* **TASK TO CARRY OUT**
Would you please give all the lines below again, exactly as they stand?

RECORDS SUPPLIED: Begin

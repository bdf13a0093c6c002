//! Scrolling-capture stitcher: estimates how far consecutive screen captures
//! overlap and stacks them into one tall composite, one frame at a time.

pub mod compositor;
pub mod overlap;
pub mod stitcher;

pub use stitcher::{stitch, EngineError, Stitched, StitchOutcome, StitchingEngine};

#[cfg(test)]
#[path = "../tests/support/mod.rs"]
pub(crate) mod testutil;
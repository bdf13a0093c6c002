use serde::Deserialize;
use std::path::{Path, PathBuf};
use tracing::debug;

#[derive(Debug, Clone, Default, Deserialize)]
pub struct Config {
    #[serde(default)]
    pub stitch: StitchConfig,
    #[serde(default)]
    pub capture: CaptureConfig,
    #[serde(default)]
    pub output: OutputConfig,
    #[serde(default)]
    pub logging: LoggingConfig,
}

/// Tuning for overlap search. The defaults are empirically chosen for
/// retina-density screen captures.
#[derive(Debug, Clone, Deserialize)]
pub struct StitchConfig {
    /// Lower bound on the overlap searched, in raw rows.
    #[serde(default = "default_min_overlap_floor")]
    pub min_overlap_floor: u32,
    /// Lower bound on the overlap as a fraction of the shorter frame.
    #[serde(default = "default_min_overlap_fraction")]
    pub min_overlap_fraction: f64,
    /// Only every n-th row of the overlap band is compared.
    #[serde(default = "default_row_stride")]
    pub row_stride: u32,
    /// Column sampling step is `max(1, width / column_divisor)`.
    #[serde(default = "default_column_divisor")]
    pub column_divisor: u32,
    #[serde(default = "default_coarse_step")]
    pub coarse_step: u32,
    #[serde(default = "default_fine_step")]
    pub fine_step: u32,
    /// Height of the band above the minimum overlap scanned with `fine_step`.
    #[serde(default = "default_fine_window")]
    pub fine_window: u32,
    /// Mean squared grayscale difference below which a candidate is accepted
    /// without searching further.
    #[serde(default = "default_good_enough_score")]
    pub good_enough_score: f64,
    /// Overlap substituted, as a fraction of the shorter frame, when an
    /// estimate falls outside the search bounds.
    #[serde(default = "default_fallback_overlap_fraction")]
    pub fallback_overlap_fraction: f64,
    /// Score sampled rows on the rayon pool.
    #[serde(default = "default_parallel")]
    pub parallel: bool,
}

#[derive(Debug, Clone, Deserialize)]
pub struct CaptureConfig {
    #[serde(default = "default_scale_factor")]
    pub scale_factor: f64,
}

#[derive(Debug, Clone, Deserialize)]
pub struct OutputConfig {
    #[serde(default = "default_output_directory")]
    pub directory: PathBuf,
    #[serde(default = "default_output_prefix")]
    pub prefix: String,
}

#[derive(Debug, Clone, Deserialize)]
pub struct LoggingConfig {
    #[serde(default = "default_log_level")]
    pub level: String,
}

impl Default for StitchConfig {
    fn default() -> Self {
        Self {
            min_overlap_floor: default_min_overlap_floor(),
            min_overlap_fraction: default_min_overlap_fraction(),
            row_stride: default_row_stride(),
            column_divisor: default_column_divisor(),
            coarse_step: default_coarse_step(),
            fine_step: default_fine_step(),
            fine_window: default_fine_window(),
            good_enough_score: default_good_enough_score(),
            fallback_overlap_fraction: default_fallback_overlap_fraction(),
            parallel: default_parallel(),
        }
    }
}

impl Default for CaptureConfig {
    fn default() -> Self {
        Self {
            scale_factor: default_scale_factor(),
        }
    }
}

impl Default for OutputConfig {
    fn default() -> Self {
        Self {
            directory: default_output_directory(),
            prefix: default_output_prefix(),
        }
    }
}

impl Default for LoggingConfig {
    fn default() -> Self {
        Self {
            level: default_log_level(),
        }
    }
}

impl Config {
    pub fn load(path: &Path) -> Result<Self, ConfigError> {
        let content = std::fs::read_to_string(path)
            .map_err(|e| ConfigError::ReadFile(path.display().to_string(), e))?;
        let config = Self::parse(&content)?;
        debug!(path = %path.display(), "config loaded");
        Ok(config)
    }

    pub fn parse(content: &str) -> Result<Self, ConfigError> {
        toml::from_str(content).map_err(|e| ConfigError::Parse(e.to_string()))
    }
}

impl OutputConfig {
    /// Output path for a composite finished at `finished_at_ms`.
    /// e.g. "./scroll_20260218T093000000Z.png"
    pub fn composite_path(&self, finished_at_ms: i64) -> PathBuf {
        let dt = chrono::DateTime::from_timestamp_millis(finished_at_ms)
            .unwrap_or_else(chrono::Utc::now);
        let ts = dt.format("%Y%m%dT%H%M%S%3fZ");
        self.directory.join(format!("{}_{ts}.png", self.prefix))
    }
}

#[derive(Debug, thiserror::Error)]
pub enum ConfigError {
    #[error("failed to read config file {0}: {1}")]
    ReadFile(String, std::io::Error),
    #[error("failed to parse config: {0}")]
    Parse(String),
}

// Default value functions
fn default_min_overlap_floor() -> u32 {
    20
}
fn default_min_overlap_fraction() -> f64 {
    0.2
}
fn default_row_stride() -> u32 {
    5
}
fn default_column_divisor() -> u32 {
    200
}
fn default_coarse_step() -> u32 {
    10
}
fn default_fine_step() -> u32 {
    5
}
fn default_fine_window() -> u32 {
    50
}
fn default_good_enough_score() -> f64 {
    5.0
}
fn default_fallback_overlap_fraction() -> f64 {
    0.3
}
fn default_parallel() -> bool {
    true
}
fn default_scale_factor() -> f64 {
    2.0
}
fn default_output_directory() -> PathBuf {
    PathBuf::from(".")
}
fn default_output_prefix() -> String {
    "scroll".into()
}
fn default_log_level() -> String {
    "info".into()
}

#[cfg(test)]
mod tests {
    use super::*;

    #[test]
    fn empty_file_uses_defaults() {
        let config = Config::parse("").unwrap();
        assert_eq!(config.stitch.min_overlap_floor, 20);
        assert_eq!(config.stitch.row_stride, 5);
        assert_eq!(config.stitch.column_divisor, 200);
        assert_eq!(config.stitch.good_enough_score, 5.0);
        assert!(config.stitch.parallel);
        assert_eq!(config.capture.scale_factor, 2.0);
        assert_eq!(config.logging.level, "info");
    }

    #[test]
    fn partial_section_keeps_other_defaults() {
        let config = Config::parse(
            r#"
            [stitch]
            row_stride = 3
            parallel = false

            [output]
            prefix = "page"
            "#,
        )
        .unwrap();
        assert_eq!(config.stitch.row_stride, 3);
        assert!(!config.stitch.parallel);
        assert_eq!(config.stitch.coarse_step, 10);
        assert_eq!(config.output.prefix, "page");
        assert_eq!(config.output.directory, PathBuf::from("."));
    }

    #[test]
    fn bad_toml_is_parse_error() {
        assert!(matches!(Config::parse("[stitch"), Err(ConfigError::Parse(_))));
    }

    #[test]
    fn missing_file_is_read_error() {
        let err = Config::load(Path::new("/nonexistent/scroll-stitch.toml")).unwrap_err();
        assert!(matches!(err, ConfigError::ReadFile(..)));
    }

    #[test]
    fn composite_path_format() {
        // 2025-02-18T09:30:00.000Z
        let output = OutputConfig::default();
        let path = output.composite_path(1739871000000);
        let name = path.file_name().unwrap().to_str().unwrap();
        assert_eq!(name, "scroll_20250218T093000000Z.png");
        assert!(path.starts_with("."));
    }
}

RECORDS SUPPLIED: End

* **THE ANSWER**
repository bdf13a0093c6c002
//! Scrolling-capture stitcher: estimates how far consecutive screen captures
//! overlap and stacks them into one tall composite, one frame at a time.

pub mod compositor;
pub mod overlap;
pub mod stitcher;

pub use stitcher::{stitch, EngineError, Stitched, StitchOutcome, StitchingEngine};

#[cfg(test)]
#[path = "../tests/support/mod.rs"]
pub(crate) mod testutil;
repository bdf13a0093c6c002
use serde::Deserialize;
use std::path::{Path, PathBuf};
use tracing::debug;

#[derive(Debug, Clone, Default, Deserialize)]
pub struct Config {
    #[serde(default)]
    pub stitch: StitchConfig,
    #[serde(default)]
    pub capture: CaptureConfig,
    #[serde(default)]
    pub output: OutputConfig,
    #[serde(default)]
    pub logging: LoggingConfig,
}

/// Tuning for overlap search. The defaults are empirically chosen for
/// retina-density screen captures.
#[derive(Debug, Clone, Deserialize)]
pub struct StitchConfig {
    /// Lower bound on the overlap searched, in raw rows.
    #[serde(default = "default_min_overlap_floor")]
    pub min_overlap_floor: u32,
    /// Lower bound on the overlap as a fraction of the shorter frame.
    #[serde(default = "default_min_overlap_fraction")]
    pub min_overlap_fraction: f64,
    /// Only every n-th row of the overlap band is compared.
    #[serde(default = "default_row_stride")]
    pub row_stride: u32,
    /// Column sampling step is `max(1, width / column_divisor)`.
    #[serde(default = "default_column_divisor")]
    pub column_divisor: u32,
    #[serde(default = "default_coarse_step")]
    pub coarse_step: u32,
    #[serde(default = "default_fine_step")]
    pub fine_step: u32,
    /// Height of the band above the minimum overlap scanned with `fine_step`.
    #[serde(default = "default_fine_window")]
    pub fine_window: u32,
    /// Mean squared grayscale difference below which a candidate is accepted
    /// without searching further.
    #[serde(default = "default_good_enough_score")]
    pub good_enough_score: f64,
    /// Overlap substituted, as a fraction of the shorter frame, when an
    /// estimate falls outside the search bounds.
    #[serde(default = "default_fallback_overlap_fraction")]
    pub fallback_overlap_fraction: f64,
    /// Score sampled rows on the rayon pool.
    #[serde(default = "default_parallel")]
    pub parallel: bool,
}

#[derive(Debug, Clone, Deserialize)]
pub struct CaptureConfig {
    #[serde(default = "default_scale_factor")]
    pub scale_factor: f64,
}

#[derive(Debug, Clone, Deserialize)]
pub struct OutputConfig {
    #[serde(default = "default_output_directory")]
    pub directory: PathBuf,
    #[serde(default = "default_output_prefix")]
    pub prefix: String,
}

#[derive(Debug, Clone, Deserialize)]
pub struct LoggingConfig {
    #[serde(default = "default_log_level")]
    pub level: String,
}

impl Default for StitchConfig {
    fn default() -> Self {
        Self {
            min_overlap_floor: default_min_overlap_floor(),
            min_overlap_fraction: default_min_overlap_fraction(),
            row_stride: default_row_stride(),
            column_divisor: default_column_divisor(),
            coarse_step: default_coarse_step(),
            fine_step: default_fine_step(),
            fine_window: default_fine_window(),
            good_enough_score: default_good_enough_score(),
            fallback_overlap_fraction: default_fallback_overlap_fraction(),
            parallel: default_parallel(),
        }
    }
}

impl Default for CaptureConfig {
    fn default() -> Self {
        Self {
            scale_factor: default_scale_factor(),
        }
    }
}

impl Default for OutputConfig {
    fn default() -> Self {
        Self {
            directory: default_output_directory(),
            prefix: default_output_prefix(),
        }
    }
}

impl Default for LoggingConfig {
    fn default() -> Self {
        Self {
            level: default_log_level(),
        }
    }
}

impl Config {
    pub fn load(path: &Path) -> Result<Self, ConfigError> {
        let content = std::fs::read_to_string(path)
            .map_err(|e| ConfigError::ReadFile(path.display().to_string(), e))?;
        let config = Self::parse(&content)?;
        debug!(path = %path.display(), "config loaded");
        Ok(config)
    }

    pub fn parse(content: &str) -> Result<Self, ConfigError> {
        toml::from_str(content).map_err(|e| ConfigError::Parse(e.to_string()))
    }
}

impl OutputConfig {
    /// Output path for a composite finished at `finished_at_ms`.
    /// e.g. "./scroll_20260218T093000000Z.png"
    pub fn composite_path(&self, finished_at_ms: i64) -> PathBuf {
        let dt = chrono::DateTime::from_timestamp_millis(finished_at_ms)
            .unwrap_or_else(chrono::Utc::now);
        let ts = dt.format("%Y%m%dT%H%M%S%3fZ");
        self.directory.join(format!("{}_{ts}.png", self.prefix))
    }
}

#[derive(Debug, thiserror::Error)]
pub enum ConfigError {
    #[error("failed to read config file {0}: {1}")]
    ReadFile(String, std::io::Error),
    #[error("failed to parse config: {0}")]
    Parse(String),
}

// Default value functions
fn default_min_overlap_floor() -> u32 {
    20
}
fn default_min_overlap_fraction() -> f64 {
    0.2
}
fn default_row_stride() -> u32 {
    5
}
fn default_column_divisor() -> u32 {
    200
}
fn default_coarse_step() -> u32 {
    10
}
fn default_fine_step() -> u32 {
    5
}
fn default_fine_window() -> u32 {
    50
}
fn default_good_enough_score() -> f64 {
    5.0
}
fn default_fallback_overlap_fraction() -> f64 {
    0.3
}
fn default_parallel() -> bool {
    true
}
fn default_scale_factor() -> f64 {
    2.0
}
fn default_output_directory() -> PathBuf {
    PathBuf::from(".")
}
fn default_output_prefix() -> String {
    "scroll".into()
}
fn default_log_level() -> String {
    "info".into()
}

#[cfg(test)]
mod tests {
    use super::*;

    #[test]
    fn empty_file_uses_defaults() {
        let config = Config::parse("").unwrap();
        assert_eq!(config.stitch.min_overlap_floor, 20);
        assert_eq!(config.stitch.row_stride, 5);
        assert_eq!(config.stitch.column_divisor, 200);
        assert_eq!(config.stitch.good_enough_score, 5.0);
        assert!(config.stitch.parallel);
        assert_eq!(config.capture.scale_factor, 2.0);
        assert_eq!(config.logging.level, "info");
    }

    #[test]
    fn partial_section_keeps_other_defaults() {
        let config = Config::parse(
            r#"
            [stitch]
            row_stride = 3
            parallel = false

            [output]
            prefix = "page"
            "#,
        )
        .unwrap();
        assert_eq!(config.stitch.row_stride, 3);
        assert!(!config.stitch.parallel);
        assert_eq!(config.stitch.coarse_step, 10);
        assert_eq!(config.output.prefix, "page");
        assert_eq!(config.output.directory, PathBuf::from("."));
    }

    #[test]
    fn bad_toml_is_parse_error() {
        assert!(matches!(Config::parse("[stitch"), Err(ConfigError::Parse(_))));
    }

    #[test]
    fn missing_file_is_read_error() {
        let err = Config::load(Path::new("/nonexistent/scroll-stitch.toml")).unwrap_err();
        assert!(matches!(err, ConfigError::ReadFile(..)));
    }

    #[test]
    fn composite_path_format() {
        // 2025-02-18T09:30:00.000Z
        let output = OutputConfig::default();
        let path = output.composite_path(1739871000000);
        let name = path.file_name().unwrap().to_str().unwrap();
        assert_eq!(name, "scroll_20250218T093000000Z.png");
        assert!(path.starts_with("."));
    }
}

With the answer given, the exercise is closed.